“Lo strano Garage”

Chissà cosa penserebbero gli oramai 60/70 enni americani che nei medi 60, infervorati e galvanizzati dalla prima venuta di Kinks e Beatles in USA, e dal recupero delle radici nere del r'n'r, si rinchiusero nei loro garage, imbracciarono alla bene e meglio gli strumenti e crearono un “genere” musicale, se sapessero che quella loro urgenza creativa giovanile avrebbe percorso più di 40 anni di storia musicale e sarebbe non solo sopravvissuta, ma rimasta viva, vegeta e arzilla come negli ultimi anni?
Non molto, credo, visto che la lunghezza sesquipedale della mia domanda ne avrebbe probabilmente messo a dura prova la già ridotta capacità di concentrazione.

La cosa che più stupisce del garage, è l'innata capacità di rinnovarsi, soprattutto se si pensa che in sé è un genere musicale formalmente fermo alle origini del proprio concepimento. Quindi nessuno stravolgimento sostanziale nella sua evoluzione, però, nel tempo, i più avvertiti fra i coltivatori dell'orto garage han sempre cercato di guardare all'orto del vicino, mischiandolo via via con elementi diversi: negli '80 con la wave, nei 90 calzando sulla bassa fedeltà e sul recupero delle origini blues del garage, ad esempio. E nei 2000? Boh, forse è presto per dirlo, ma un gruppo come i Thee Oh Sees, e un disco come questo ultimo “Carrion Crawler/The Dream”, potrebbero essere, se non la risposta a tale domanda, almeno un indizio della direzione in cui guardare se si cerca una risposta.
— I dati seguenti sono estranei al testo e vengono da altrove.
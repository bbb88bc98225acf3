//! Show listing to playlist resolution.
//!
//! Pure: no I/O beyond building and validating locators.
//!
//! Policy for entries whose locator cannot be built: if the entry is the
//! one playback must start with, the whole resolve fails. Any other bad
//! entry stays in the playlist at its index as a placeholder carrying
//! `ResolutionError::InvalidResource`, so track numbering never shifts and
//! the failure surfaces only when playback reaches it.

use crate::error::{CatalogError, Result};
use crate::listing::{ListingTrack, ShowListing};
use crate::locator::{build_locator, is_likely_large_single_file, parse_override, validate_base};
use crate::profile::CatalogProfile;
use encore_core::{
    ByteRange, Playlist, PlaylistEntry, PlaylistResource, ResolutionError, ShowId, Track,
};
use tracing::{debug, warn};
use url::Url;

/// Builds playlists for one catalog
#[derive(Debug, Clone)]
pub struct ResourceResolver {
    profile: CatalogProfile,
    download_base: Url,
}

impl ResourceResolver {
    /// Create a resolver, validating the profile's download base
    pub fn new(profile: CatalogProfile) -> Result<Self> {
        let download_base =
            validate_base(&profile.download_base).map_err(CatalogError::invalid_base)?;
        Ok(Self {
            profile,
            download_base,
        })
    }

    pub fn profile(&self) -> &CatalogProfile {
        &self.profile
    }

    /// Resolve every track of `listing`
    ///
    /// `required_index` is the track playback will start with; failing to
    /// resolve it fails the whole batch.
    pub fn resolve(
        &self,
        show: &ShowId,
        listing: &ShowListing,
        required_index: usize,
    ) -> std::result::Result<Playlist, ResolutionError> {
        if listing.tracks.is_empty() {
            return Err(ResolutionError::NoPlayableTracks(show.clone()));
        }
        if required_index >= listing.tracks.len() {
            return Err(ResolutionError::invalid_resource(
                required_index,
                format!("show has only {} tracks", listing.tracks.len()),
            ));
        }

        let mut entries = Vec::with_capacity(listing.tracks.len());
        for (index, file) in listing.tracks.iter().enumerate() {
            let track = Track {
                index,
                title: file.display_title(),
                filename: file.filename.clone(),
                length_hint: file.length.clone(),
                set_label: file.set_label.clone(),
            };

            match self.resource_for(index, &listing.folder, file) {
                Ok(resource) => entries.push(PlaylistEntry::resolved(track, resource)),
                Err(err) if index == required_index => {
                    warn!(show = %show, index, error = %err, "Required track cannot be resolved");
                    return Err(err);
                }
                Err(err) => {
                    debug!(show = %show, index, error = %err, "Keeping placeholder for bad entry");
                    entries.push(PlaylistEntry::placeholder(track, err));
                }
            }
        }

        let mut playlist = Playlist::new(show.clone(), entries);
        playlist.show_title = listing.title.clone();

        debug!(
            show = %show,
            tracks = playlist.len(),
            invalid = playlist.invalid_count(),
            "Resolved show"
        );
        Ok(playlist)
    }

    fn resource_for(
        &self,
        index: usize,
        folder: &str,
        file: &ListingTrack,
    ) -> std::result::Result<PlaylistResource, ResolutionError> {
        let url = match file.url.as_deref() {
            Some(raw) => parse_override(raw),
            None => build_locator(&self.download_base, folder, &file.filename),
        }
        .map_err(|reason| ResolutionError::invalid_resource(index, reason))?;

        let large = is_likely_large_single_file(&file.filename);
        let range_hint = if large {
            ByteRange::leading(self.profile.initial_range_bytes)
        } else {
            ByteRange::open_ended()
        };

        Ok(PlaylistResource {
            track_index: index,
            url,
            range_hint: Some(range_hint),
            is_likely_large_single_file: large,
        })
    }
}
Esce per la In The Red, culla del garage fra 90 e anni '00, il terzo disco in un anno e mezzo della combriccola di californiani sballati capitanata da John Dwyer (in precedenza Coachwhips e altri gruppi sgangherati), prolifico musicista e mentore anche di giovani leve dell'undergound di Frisco, come Ty Segall e Mikal Cronin. Chi ha voglia e tempo, recuperi la produzione precedente degli Oh Sees, la qualità media è sempre alta, e ce n'è per tutti i gusti. Ma tutti, e ripeto tutti, gli amanti del garage dovrebbero dare almeno un ascolto a questo disco qui. Perchè qui c'è una idea ampia e “nuova” di garage che non può non far godere sia vecchi che nuovi fan di tali sonorità.
Sezione ritmica a due batterie (si lo so Mick Collins e i suoi Dirtbombs lo fanno da 15 anni, ma qui è diverso), canzoni in media oltre i 4/5 minuti, ritmiche cavernicole come d'ordinanza, ma sparate a mille su una autobahn mentale insieme a Neu, Kraftwerk, che parte da Frisco per arrivare a Norimberga. Questo l'effetto di una bomba kraut'n'roll come “The Dream”. E come definire “Contraption/Soul Desert”? Una specie di “Baby Please Don't Go” suonata nelle fonderie di Dresda, ecco cosa sembra. In mezzo brani più conformi alla prassi garage, sia per minutaggio che per concezione (le pillole “Opposition”, “Crushed Grass” e “Wrong Idea”), ma anche nenie mezze primitive tipo “Crack In Your Eye”, o la salmodiante e fracassona “Robber Barons”. Menzione anche per l'iniziale “Carrion Crawler”, che parte dal riff di “Interstellar Overdrive” dei primi Floyd, per poi perdersi in deliri chitarristici robotico-psichedelici favolosi.